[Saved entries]
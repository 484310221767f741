//! Per-instance request context and the accessors that read through it.
//!
//! A [`Context`] starts empty and is bound exactly once, by the route adapter,
//! before any action or filter runs. Every accessor reads through to the
//! bound request on each call, so `params()`/`session()`/`body()` are views of
//! the request rather than copies taken at bind time.

use crate::error::ContextError;
use crate::session::Session;
use crate::transport::{Params, Request, Response};

/// The request, response and action name a controller instance works on.
#[derive(Debug, Default)]
pub struct Context<'a> {
    request: Option<&'a mut Request>,
    response: Option<&'a mut Response>,
    action_name: Option<String>,
    bound: bool,
}

impl<'a> Context<'a> {
    pub fn new() -> Self {
        Self::default()
    }

    /// Populate the context. `action_name` may be absent when a controller
    /// is driven outside an action dispatch.
    pub fn bind(
        &mut self,
        request: &'a mut Request,
        response: &'a mut Response,
        action_name: Option<&str>,
    ) {
        self.request = Some(request);
        self.response = Some(response);
        self.action_name = action_name.map(str::to_string);
        self.bound = true;
    }

    pub fn is_bound(&self) -> bool {
        self.bound
    }

    pub fn request(&self) -> Result<&Request, ContextError> {
        self.request
            .as_deref()
            .ok_or(ContextError::Unbound("request"))
    }

    pub fn request_mut(&mut self) -> Result<&mut Request, ContextError> {
        self.request
            .as_deref_mut()
            .ok_or(ContextError::Unbound("request"))
    }

    pub fn response(&self) -> Result<&Response, ContextError> {
        self.response
            .as_deref()
            .ok_or(ContextError::Unbound("response"))
    }

    pub fn response_mut(&mut self) -> Result<&mut Response, ContextError> {
        self.response
            .as_deref_mut()
            .ok_or(ContextError::Unbound("response"))
    }

    /// `Ok(None)` means bound without an action, not unbound.
    pub fn action_name(&self) -> Result<Option<&str>, ContextError> {
        if !self.bound {
            return Err(ContextError::Unbound("action_name"));
        }
        Ok(self.action_name.as_deref())
    }

    pub fn params(&self) -> Result<&Params, ContextError> {
        self.request
            .as_deref()
            .map(|req| &req.params)
            .ok_or(ContextError::Unbound("params"))
    }

    pub fn body(&self) -> Result<&Params, ContextError> {
        self.request
            .as_deref()
            .map(|req| &req.body)
            .ok_or(ContextError::Unbound("body"))
    }

    /// `Ok(None)` when the request carries no session.
    pub fn session(&self) -> Result<Option<&Session>, ContextError> {
        self.request
            .as_deref()
            .map(|req| req.session.as_ref())
            .ok_or(ContextError::Unbound("session"))
    }

    pub fn session_mut(&mut self) -> Result<Option<&mut Session>, ContextError> {
        self.request
            .as_deref_mut()
            .map(|req| req.session.as_mut())
            .ok_or(ContextError::Unbound("session"))
    }
}
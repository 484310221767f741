//! Content negotiation.

use std::fmt;
use std::str::FromStr;

use serde_json::Value as JsonValue;

use crate::controller::Controller;
use crate::error::{ContextError, ControllerError};

/// Formats `respond_to` knows how to guard.
#[derive(Debug, Clone, Copy, PartialEq, Eq, Hash)]
pub enum Format {
    Json,
    Html,
    Xml,
}

impl Format {
    pub const ALL: [Format; 3] = [Format::Json, Format::Html, Format::Xml];

    pub fn as_str(&self) -> &'static str {
        match self {
            Format::Json => "json",
            Format::Html => "html",
            Format::Xml => "xml",
        }
    }
}

impl FromStr for Format {
    type Err = String;

    fn from_str(s: &str) -> Result<Self, Self::Err> {
        Format::ALL
            .into_iter()
            .find(|format| format.as_str() == s)
            .ok_or_else(|| format!("Unknown format '{}'", s))
    }
}

impl fmt::Display for Format {
    fn fmt(&self, f: &mut fmt::Formatter<'_>) -> fmt::Result {
        f.write_str(self.as_str())
    }
}

/// The guard table handed to a `respond_to` block.
pub struct Variants<'c, 'a> {
    controller: &'c mut Controller<'a>,
    negotiated: Option<Format>,
}

impl<'c, 'a> Variants<'c, 'a> {
    /// `None` when the request asked for a format nobody can serve.
    pub fn negotiated(&self) -> Option<Format> {
        self.negotiated
    }

    /// Run `body` iff `format` is the negotiated format.
    pub fn on<F>(&mut self, format: Format, body: F) -> Result<(), ControllerError>
    where
        F: FnOnce(&mut Controller<'a>) -> Result<(), ControllerError>,
    {
        if self.negotiated == Some(format) {
            body(&mut *self.controller)
        } else {
            Ok(())
        }
    }

    pub fn json<F>(&mut self, body: F) -> Result<(), ControllerError>
    where
        F: FnOnce(&mut Controller<'a>) -> Result<(), ControllerError>,
    {
        self.on(Format::Json, body)
    }

    pub fn html<F>(&mut self, body: F) -> Result<(), ControllerError>
    where
        F: FnOnce(&mut Controller<'a>) -> Result<(), ControllerError>,
    {
        self.on(Format::Html, body)
    }

    pub fn xml<F>(&mut self, body: F) -> Result<(), ControllerError>
    where
        F: FnOnce(&mut Controller<'a>) -> Result<(), ControllerError>,
    {
        self.on(Format::Xml, body)
    }
}

impl<'a> Controller<'a> {
    /// The format requested through `params.format`.
    ///
    /// Missing or empty means html. Any other value that is not a known
    /// format yields `None`, and no variant will fire for it.
    pub fn negotiated_format(&self) -> Result<Option<Format>, ContextError> {
        let requested = match self.params()?.get("format") {
            None | Some(JsonValue::Null) => return Ok(Some(Format::Html)),
            Some(JsonValue::String(s)) if s.is_empty() => return Ok(Some(Format::Html)),
            Some(JsonValue::String(s)) => s.as_str(),
            Some(_) => return Ok(None),
        };
        Ok(requested.parse().ok())
    }

    /// Run `block` with a guard per format; only the negotiated one fires.
    pub fn respond_to<F>(&mut self, block: F) -> Result<(), ControllerError>
    where
        F: for<'c> FnOnce(&mut Variants<'c, 'a>) -> Result<(), ControllerError>,
    {
        let negotiated = self.negotiated_format()?;
        let mut variants = Variants {
            controller: self,
            negotiated,
        };
        block(&mut variants)
    }
}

**What needs to be done**
Having read the entries above, set each one down again exactly.

**Result of this exercise**
repository 484310221767f741
//! Per-instance request context and the accessors that read through it.
//!
//! A [`Context`] starts empty and is bound exactly once, by the route adapter,
//! before any action or filter runs. Every accessor reads through to the
//! bound request on each call, so `params()`/`session()`/`body()` are views of
//! the request rather than copies taken at bind time.

use crate::error::ContextError;
use crate::session::Session;
use crate::transport::{Params, Request, Response};

/// The request, response and action name a controller instance works on.
#[derive(Debug, Default)]
pub struct Context<'a> {
    request: Option<&'a mut Request>,
    response: Option<&'a mut Response>,
    action_name: Option<String>,
    bound: bool,
}

impl<'a> Context<'a> {
    pub fn new() -> Self {
        Self::default()
    }

    /// Populate the context. `action_name` may be absent when a controller
    /// is driven outside an action dispatch.
    pub fn bind(
        &mut self,
        request: &'a mut Request,
        response: &'a mut Response,
        action_name: Option<&str>,
    ) {
        self.request = Some(request);
        self.response = Some(response);
        self.action_name = action_name.map(str::to_string);
        self.bound = true;
    }

    pub fn is_bound(&self) -> bool {
        self.bound
    }

    pub fn request(&self) -> Result<&Request, ContextError> {
        self.request
            .as_deref()
            .ok_or(ContextError::Unbound("request"))
    }

    pub fn request_mut(&mut self) -> Result<&mut Request, ContextError> {
        self.request
            .as_deref_mut()
            .ok_or(ContextError::Unbound("request"))
    }

    pub fn response(&self) -> Result<&Response, ContextError> {
        self.response
            .as_deref()
            .ok_or(ContextError::Unbound("response"))
    }

    pub fn response_mut(&mut self) -> Result<&mut Response, ContextError> {
        self.response
            .as_deref_mut()
            .ok_or(ContextError::Unbound("response"))
    }

    /// `Ok(None)` means bound without an action, not unbound.
    pub fn action_name(&self) -> Result<Option<&str>, ContextError> {
        if !self.bound {
            return Err(ContextError::Unbound("action_name"));
        }
        Ok(self.action_name.as_deref())
    }

    pub fn params(&self) -> Result<&Params, ContextError> {
        self.request
            .as_deref()
            .map(|req| &req.params)
            .ok_or(ContextError::Unbound("params"))
    }

    pub fn body(&self) -> Result<&Params, ContextError> {
        self.request
            .as_deref()
            .map(|req| &req.body)
            .ok_or(ContextError::Unbound("body"))
    }

    /// `Ok(None)` when the request carries no session.
    pub fn session(&self) -> Result<Option<&Session>, ContextError> {
        self.request
            .as_deref()
            .map(|req| req.session.as_ref())
            .ok_or(ContextError::Unbound("session"))
    }

    pub fn session_mut(&mut self) -> Result<Option<&mut Session>, ContextError> {
        self.request
            .as_deref_mut()
            .map(|req| req.session.as_mut())
            .ok_or(ContextError::Unbound("session"))
    }
}
repository 484310221767f741
//! Content negotiation.

use std::fmt;
use std::str::FromStr;

use serde_json::Value as JsonValue;

use crate::controller::Controller;
use crate::error::{ContextError, ControllerError};

/// Formats `respond_to` knows how to guard.
#[derive(Debug, Clone, Copy, PartialEq, Eq, Hash)]
pub enum Format {
    Json,
    Html,
    Xml,
}

impl Format {
    pub const ALL: [Format; 3] = [Format::Json, Format::Html, Format::Xml];

    pub fn as_str(&self) -> &'static str {
        match self {
            Format::Json => "json",
            Format::Html => "html",
            Format::Xml => "xml",
        }
    }
}

impl FromStr for Format {
    type Err = String;

    fn from_str(s: &str) -> Result<Self, Self::Err> {
        Format::ALL
            .into_iter()
            .find(|format| format.as_str() == s)
            .ok_or_else(|| format!("Unknown format '{}'", s))
    }
}

impl fmt::Display for Format {
    fn fmt(&self, f: &mut fmt::Formatter<'_>) -> fmt::Result {
        f.write_str(self.as_str())
    }
}

/// The guard table handed to a `respond_to` block.
pub struct Variants<'c, 'a> {
    controller: &'c mut Controller<'a>,
    negotiated: Option<Format>,
}

impl<'c, 'a> Variants<'c, 'a> {
    /// `None` when the request asked for a format nobody can serve.
    pub fn negotiated(&self) -> Option<Format> {
        self.negotiated
    }

    /// Run `body` iff `format` is the negotiated format.
    pub fn on<F>(&mut self, format: Format, body: F) -> Result<(), ControllerError>
    where
        F: FnOnce(&mut Controller<'a>) -> Result<(), ControllerError>,
    {
        if self.negotiated == Some(format) {
            body(&mut *self.controller)
        } else {
            Ok(())
        }
    }

    pub fn json<F>(&mut self, body: F) -> Result<(), ControllerError>
    where
        F: FnOnce(&mut Controller<'a>) -> Result<(), ControllerError>,
    {
        self.on(Format::Json, body)
    }

    pub fn html<F>(&mut self, body: F) -> Result<(), ControllerError>
    where
        F: FnOnce(&mut Controller<'a>) -> Result<(), ControllerError>,
    {
        self.on(Format::Html, body)
    }

    pub fn xml<F>(&mut self, body: F) -> Result<(), ControllerError>
    where
        F: FnOnce(&mut Controller<'a>) -> Result<(), ControllerError>,
    {
        self.on(Format::Xml, body)
    }
}

impl<'a> Controller<'a> {
    /// The format requested through `params.format`.
    ///
    /// Missing or empty means html. Any other value that is not a known
    /// format yields `None`, and no variant will fire for it.
    pub fn negotiated_format(&self) -> Result<Option<Format>, ContextError> {
        let requested = match self.params()?.get("format") {
            None | Some(JsonValue::Null) => return Ok(Some(Format::Html)),
            Some(JsonValue::String(s)) if s.is_empty() => return Ok(Some(Format::Html)),
            Some(JsonValue::String(s)) => s.as_str(),
            Some(_) => return Ok(None),
        };
        Ok(requested.parse().ok())
    }

    /// Run `block` with a guard per format; only the negotiated one fires.
    pub fn respond_to<F>(&mut self, block: F) -> Result<(), ControllerError>
    where
        F: for<'c> FnOnce(&mut Variants<'c, 'a>) -> Result<(), ControllerError>,
    {
        let negotiated = self.negotiated_format()?;
        let mut variants = Variants {
            controller: self,
            negotiated,
        };
        block(&mut variants)
    }
}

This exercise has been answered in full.